* _WHAT TO PRODUCE_:
Find the line with "web::expand(block)" in the entries below, then reproduce it and every line after it down to and including the line with "fn fmt(&self, f: &mut", exactly.

- - - -

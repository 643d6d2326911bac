//! Platform adapter
//!
//! Turns an abstract element plus its resolved style into a host element for
//! the render target chosen at startup. The target never changes for the
//! lifetime of an adapter.

use serde::Serialize;
use std::collections::BTreeMap;
use style_core::{
    Instance, InteractionState, ResolvedAnimation, ResolvedStyle, StyleMap, StyleValue,
};

use crate::element::ElementKind;
use crate::native::NativeStyle;
use crate::target::RenderTarget;
use crate::web::{self, WebStyle};

/// Target-specific style payload
#[derive(Debug, Clone, PartialEq, Serialize)]
#[serde(tag = "target", content = "style", rename_all = "lowercase")]
pub enum HostStyle {
    /// Inline style object plus state rules
    Web(WebStyle),
    /// Style array
    Native(NativeStyle),
}

impl HostStyle {
    /// The style the host ends up applying, as one map
    pub fn effective(&self) -> StyleMap {
        match self {
            HostStyle::Web(style) => style.inline.clone(),
            HostStyle::Native(style) => style.flatten(),
        }
    }
}

/// Converts a resolved style into a target's payload
pub trait StyleEmitter: Send + Sync {
    /// Target this emitter serves
    fn target(&self) -> RenderTarget;

    /// Emit the style for an element in `state`
    fn emit(&self, style: &ResolvedStyle, state: InteractionState) -> HostStyle;

    /// Emit an enter/exit animation block
    fn emit_block(&self, block: &StyleMap) -> StyleMap {
        block.clone()
    }
}

/// Web emitter
#[derive(Debug, Default, Clone, Copy)]
pub struct WebEmitter;

impl StyleEmitter for WebEmitter {
    fn target(&self) -> RenderTarget {
        RenderTarget::Web
    }

    fn emit(&self, style: &ResolvedStyle, state: InteractionState) -> HostStyle {
        HostStyle::Web(WebStyle::from_resolved(style, state))
    }

    fn emit_block(&self, block: &StyleMap) -> StyleMap {
        web::expand(block)
    }
}

/// Native emitter
#[derive(Debug, Default, Clone, Copy)]
pub struct NativeEmitter;

impl StyleEmitter for NativeEmitter {
    fn target(&self) -> RenderTarget {
        RenderTarget::Native
    }

    fn emit(&self, style: &ResolvedStyle, state: InteractionState) -> HostStyle {
        HostStyle::Native(NativeStyle::from_resolved(style, state))
    }
}

/// Child of a host element
#[derive(Debug, Clone, PartialEq, Serialize)]
#[serde(untagged)]
pub enum HostNode {
    /// Nested element
    Element(HostElement),
    /// Text content
    Text(String),
}

impl From<HostElement> for HostNode {
    fn from(element: HostElement) -> Self {
        HostNode::Element(element)
    }
}

impl From<&str> for HostNode {
    fn from(text: &str) -> Self {
        HostNode::Text(text.to_string())
    }
}

/// A rendered host element
#[derive(Debug, Clone, PartialEq, Serialize)]
#[serde(rename_all = "camelCase")]
pub struct HostElement {
    /// Host primitive name
    pub tag: String,
    /// Style payload
    pub style: HostStyle,
    /// Passthrough props
    #[serde(skip_serializing_if = "BTreeMap::is_empty")]
    pub props: BTreeMap<String, StyleValue>,
    /// Named animation
    #[serde(skip_serializing_if = "Option::is_none")]
    pub animation: Option<ResolvedAnimation>,
    /// Style to animate in from
    #[serde(skip_serializing_if = "Option::is_none")]
    pub enter_style: Option<StyleMap>,
    /// Style to animate out to
    #[serde(skip_serializing_if = "Option::is_none")]
    pub exit_style: Option<StyleMap>,
    /// Children
    #[serde(skip_serializing_if = "Vec::is_empty")]
    pub children: Vec<HostNode>,
}

/// Renders abstract elements for one target
pub struct PlatformAdapter {
    emitter: Box<dyn StyleEmitter>,
}

impl std::fmt::Debug for PlatformAdapter {
    fn fmt(&self, f: &mut std::fmt::Formatter<'_>) -> std::fmt::Result {
        f.debug_struct("PlatformAdapter").field("target", &self.target()).finish()
    }
}

impl PlatformAdapter {
    /// Adapter for a target
    pub fn new(target: RenderTarget) -> Self {
        let emitter: Box<dyn StyleEmitter> = match target {
            RenderTarget::Web => Box::new(WebEmitter),
            RenderTarget::Native => Box::new(NativeEmitter),
        };
        Self { emitter }
    }

    /// Adapter for the target detected for this process
    pub fn detect() -> Self {
        Self::new(RenderTarget::current())
    }

    /// Adapter around a custom emitter
    pub fn with_emitter(emitter: Box<dyn StyleEmitter>) -> Self {
        Self { emitter }
    }

    /// Active target
    pub fn target(&self) -> RenderTarget {
        self.emitter.target()
    }

    /// Render an element
    ///
    /// Returns `None` and logs an error when the element has no host
    /// primitive on this target.
    pub fn render(
        &self,
        element: &ElementKind,
        style: &ResolvedStyle,
        state: InteractionState,
        children: Vec<HostNode>,
    ) -> Option<HostElement> {
        let interactive = element.is_pressable();
        self.render_element(element, style, state, interactive, BTreeMap::new(), children)
    }

    /// Render an element for a component instance, carrying its passthrough
    /// props and interactivity
    pub fn render_instance(
        &self,
        element: &ElementKind,
        style: &ResolvedStyle,
        instance: &Instance,
        state: InteractionState,
        children: Vec<HostNode>,
    ) -> Option<HostElement> {
        let interactive = instance.interactive || element.is_pressable();
        let props = instance.passthrough.clone();
        self.render_element(element, style, state, interactive, props, children)
    }

    fn render_element(
        &self,
        element: &ElementKind,
        style: &ResolvedStyle,
        state: InteractionState,
        interactive: bool,
        props: BTreeMap<String, StyleValue>,
        children: Vec<HostNode>,
    ) -> Option<HostElement> {
        let tag = match element.host_tag(self.target(), interactive) {
            Ok(tag) => tag.to_string(),
            Err(e) => {
                tracing::error!("Failed to render element: {}", e);
                return None;
            }
        };

        Some(HostElement {
            tag,
            style: self.emitter.emit(style, state),
            props,
            animation: style.animation.clone(),
            enter_style: style.enter.as_ref().map(|block| self.emitter.emit_block(block)),
            exit_style: style.exit.as_ref().map(|block| self.emitter.emit_block(block)),
            children,
        })
    }
}
//! Style prop resolution
//!
//! Turns declared properties into long-form properties with token aliases
//! replaced by primitive values. Values that are not a known token key stay
//! as literals; resolution never fails.

use style_tokens::{StyleValue, TokenCategory, TokenSet};

use crate::aliases;
use crate::props::{AnimationDirectives, StyleMap, StyleProps};

/// Expand shorthand names to long forms without touching values
///
/// Shorthands are applied before long forms, so when both spell the same
/// property the long form wins regardless of map order.
pub fn normalize(props: &StyleMap) -> StyleMap {
    let mut out = StyleMap::new();
    for (name, value) in props.iter().filter(|(name, _)| aliases::is_shorthand(name)) {
        out.insert(aliases::canonical(name).to_string(), value.clone());
    }
    for (name, value) in props.iter().filter(|(name, _)| !aliases::is_shorthand(name)) {
        out.insert(name.clone(), value.clone());
    }
    out
}

/// Resolve a property map against a token set
///
/// Output keys are long-form names. Unrecognized names pass through verbatim.
pub fn resolve(props: &StyleMap, tokens: &TokenSet) -> StyleMap {
    normalize(props)
        .into_iter()
        .map(|(name, value)| {
            let resolved = resolve_value(&name, &value, tokens);
            (name, resolved)
        })
        .collect()
}

/// Resolve one value for a long-form property name
pub fn resolve_value(property: &str, value: &StyleValue, tokens: &TokenSet) -> StyleValue {
    let Some(category) = aliases::category_for(aliases::canonical(property)) else {
        return value.clone();
    };
    let StyleValue::Text(raw) = value else {
        return value.clone();
    };
    lookup(category, raw, tokens).unwrap_or_else(|| value.clone())
}

fn lookup(category: TokenCategory, raw: &str, tokens: &TokenSet) -> Option<StyleValue> {
    if let Some(value) = tokens.get(category, raw) {
        return Some(value.clone());
    }
    // Negative spacing: "-md" / "-$md"
    if category == TokenCategory::Space {
        if let Some(stripped) = raw.strip_prefix('-') {
            if let Some(StyleValue::Number(n)) = tokens.get(category, stripped) {
                return Some(StyleValue::Number(-n));
            }
        }
    }
    None
}

/// Normalize every block of a bag (base, pseudo, responsive, enter/exit)
pub fn normalize_props(props: &StyleProps) -> StyleProps {
    map_blocks(props, normalize)
}

/// Resolve every block of a bag (base, pseudo, responsive, enter/exit)
pub fn resolve_props(props: &StyleProps, tokens: &TokenSet) -> StyleProps {
    map_blocks(props, |block| resolve(block, tokens))
}

fn map_blocks(props: &StyleProps, f: impl Fn(&StyleMap) -> StyleMap) -> StyleProps {
    StyleProps {
        base: f(&props.base),
        pseudo: props.pseudo.iter().map(|(state, block)| (*state, f(block))).collect(),
        responsive: props.responsive.iter().map(|(bp, block)| (*bp, f(block))).collect(),
        animation: AnimationDirectives {
            animation: props.animation.animation.clone(),
            enter: props.animation.enter.as_ref().map(&f),
            exit: props.animation.exit.as_ref().map(&f),
        },
    }
}

#[cfg(test)]
mod tests {
    use super::*;
    use crate::props::PseudoState;

    fn tokens() -> TokenSet {
        TokenSet::new()
            .with(TokenCategory::Space, "sm", 8.0)
            .with(TokenCategory::Space, "md", 12.0)
            .with(TokenCategory::Colors, "primary500", "#9D4EDD")
            .with(TokenCategory::Colors, "text", "#000000")
            .with(TokenCategory::FontSizes, "lg", 18.0)
            .with(TokenCategory::Radii, "md", 8.0)
            .with(TokenCategory::ZIndices, "modal", 50.0)
    }

    fn map(entries: &[(&str, StyleValue)]) -> StyleMap {
        entries.iter().map(|(k, v)| (k.to_string(), v.clone())).collect()
    }

    #[test]
    fn test_token_substitution_per_category() {
        let resolved = resolve(
            &map(&[
                ("marginTop", "md".into()),
                ("backgroundColor", "primary500".into()),
                ("fontSize", "lg".into()),
                ("borderRadius", "md".into()),
                ("zIndex", "modal".into()),
            ]),
            &tokens(),
        );
        assert_eq!(resolved["marginTop"], StyleValue::from(12.0));
        assert_eq!(resolved["backgroundColor"], StyleValue::from("#9D4EDD"));
        assert_eq!(resolved["fontSize"], StyleValue::from(18.0));
        assert_eq!(resolved["borderRadius"], StyleValue::from(8.0));
        assert_eq!(resolved["zIndex"], StyleValue::from(50.0));
    }

    #[test]
    fn test_category_is_respected() {
        // "primary500" is a color, not a spacing token
        let resolved = resolve(&map(&[("marginTop", "primary500".into())]), &tokens());
        assert_eq!(resolved["marginTop"], StyleValue::from("primary500"));
    }

    #[test]
    fn test_literals_pass_through() {
        let resolved = resolve(
            &map(&[("color", "red".into()), ("padding", 3.0.into()), ("marginTop", "xxl".into())]),
            &tokens(),
        );
        assert_eq!(resolved["color"], StyleValue::from("red"));
        assert_eq!(resolved["padding"], StyleValue::from(3.0));
        assert_eq!(resolved["marginTop"], StyleValue::from("xxl"));
    }

    #[test]
    fn test_unknown_properties_pass_through() {
        let resolved =
            resolve(&map(&[("cursor", "pointer".into()), ("md", "md".into())]), &tokens());
        assert_eq!(resolved["cursor"], StyleValue::from("pointer"));
        assert_eq!(resolved["md"], StyleValue::from("md"));
    }

    #[test]
    fn test_shorthand_equals_long_form() {
        for (short, long, value) in [
            ("mt", "marginTop", StyleValue::from("md")),
            ("bg", "backgroundColor", StyleValue::from("primary500")),
            ("px", "paddingHorizontal", StyleValue::from("sm")),
            ("fos", "fontSize", StyleValue::from("lg")),
            ("o", "opacity", StyleValue::from(0.5)),
        ] {
            let a = resolve(&map(&[(short, value.clone())]), &tokens());
            let b = resolve(&map(&[(long, value)]), &tokens());
            assert_eq!(a, b, "{} vs {}", short, long);
        }
    }

    #[test]
    fn test_long_form_wins_over_shorthand() {
        // BTreeMap order puts "backgroundColor" before "bg"; the long form must still win
        let resolved =
            resolve(&map(&[("bg", "red".into()), ("backgroundColor", "blue".into())]), &tokens());
        assert_eq!(resolved.len(), 1);
        assert_eq!(resolved["backgroundColor"], StyleValue::from("blue"));

        let resolved = resolve(&map(&[("marginTop", 1.0.into()), ("mt", 2.0.into())]), &tokens());
        assert_eq!(resolved["marginTop"], StyleValue::from(1.0));
    }

    #[test]
    fn test_dollar_prefixed_tokens() {
        let resolved =
            resolve(&map(&[("bg", "$primary500".into()), ("$unknown", 1.0.into())]), &tokens());
        assert_eq!(resolved["backgroundColor"], StyleValue::from("#9D4EDD"));
        assert_eq!(resolved["$unknown"], StyleValue::from(1.0));
    }

    #[test]
    fn test_negative_spacing_tokens() {
        let declared = map(&[("mt", "-md".into()), ("ml", "-$sm".into()), ("mr", "-nope".into())]);
        let resolved = resolve(&declared, &tokens());
        assert_eq!(resolved["marginTop"], StyleValue::from(-12.0));
        assert_eq!(resolved["marginLeft"], StyleValue::from(-8.0));
        assert_eq!(resolved["marginRight"], StyleValue::from("-nope"));
    }

    #[test]
    fn test_resolution_is_pure() {
        let input = map(&[("bg", "primary500".into()), ("p", "md".into())]);
        let tokens = tokens();
        assert_eq!(resolve(&input, &tokens), resolve(&input, &tokens));
    }

    #[test]
    fn test_resolve_props_covers_every_block() {
        let props = StyleProps::new()
            .set("bg", "primary500")
            .hover(StyleProps::new().set("col", "text"))
            .at(style_tokens::Breakpoint::Md, StyleProps::new().set("p", "md"))
            .enter(StyleProps::new().set("mt", "sm"));

        let resolved = resolve_props(&props, &tokens());
        assert_eq!(resolved.base["backgroundColor"], StyleValue::from("#9D4EDD"));
        assert_eq!(resolved.pseudo[&PseudoState::Hover]["color"], StyleValue::from("#000000"));
        assert_eq!(
            resolved.responsive[&style_tokens::Breakpoint::Md]["padding"],
            StyleValue::from(12.0)
        );
        assert_eq!(resolved.animation.enter.unwrap()["marginTop"], StyleValue::from(8.0));
    }

    #[test]
    fn test_normalize_keeps_token_aliases() {
        let normalized = normalize(&map(&[("bg", "$primary500".into())]));
        assert_eq!(normalized["backgroundColor"], StyleValue::from("$primary500"));
    }
}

- - - -

* _REPLY TO THE TASK_:
        web::expand(block)
    }
}

/// Native emitter
#[derive(Debug, Default, Clone, Copy)]
pub struct NativeEmitter;

impl StyleEmitter for NativeEmitter {
    fn target(&self) -> RenderTarget {
        RenderTarget::Native
    }

    fn emit(&self, style: &ResolvedStyle, state: InteractionState) -> HostStyle {
        HostStyle::Native(NativeStyle::from_resolved(style, state))
    }
}

/// Child of a host element
#[derive(Debug, Clone, PartialEq, Serialize)]
#[serde(untagged)]
pub enum HostNode {
    /// Nested element
    Element(HostElement),
    /// Text content
    Text(String),
}

impl From<HostElement> for HostNode {
    fn from(element: HostElement) -> Self {
        HostNode::Element(element)
    }
}

impl From<&str> for HostNode {
    fn from(text: &str) -> Self {
        HostNode::Text(text.to_string())
    }
}

/// A rendered host element
#[derive(Debug, Clone, PartialEq, Serialize)]
#[serde(rename_all = "camelCase")]
pub struct HostElement {
    /// Host primitive name
    pub tag: String,
    /// Style payload
    pub style: HostStyle,
    /// Passthrough props
    #[serde(skip_serializing_if = "BTreeMap::is_empty")]
    pub props: BTreeMap<String, StyleValue>,
    /// Named animation
    #[serde(skip_serializing_if = "Option::is_none")]
    pub animation: Option<ResolvedAnimation>,
    /// Style to animate in from
    #[serde(skip_serializing_if = "Option::is_none")]
    pub enter_style: Option<StyleMap>,
    /// Style to animate out to
    #[serde(skip_serializing_if = "Option::is_none")]
    pub exit_style: Option<StyleMap>,
    /// Children
    #[serde(skip_serializing_if = "Vec::is_empty")]
    pub children: Vec<HostNode>,
}

/// Renders abstract elements for one target
pub struct PlatformAdapter {
    emitter: Box<dyn StyleEmitter>,
}

impl std::fmt::Debug for PlatformAdapter {
    fn fmt(&self, f: &mut std::fmt::Formatter<'_>) -> std::fmt::Result {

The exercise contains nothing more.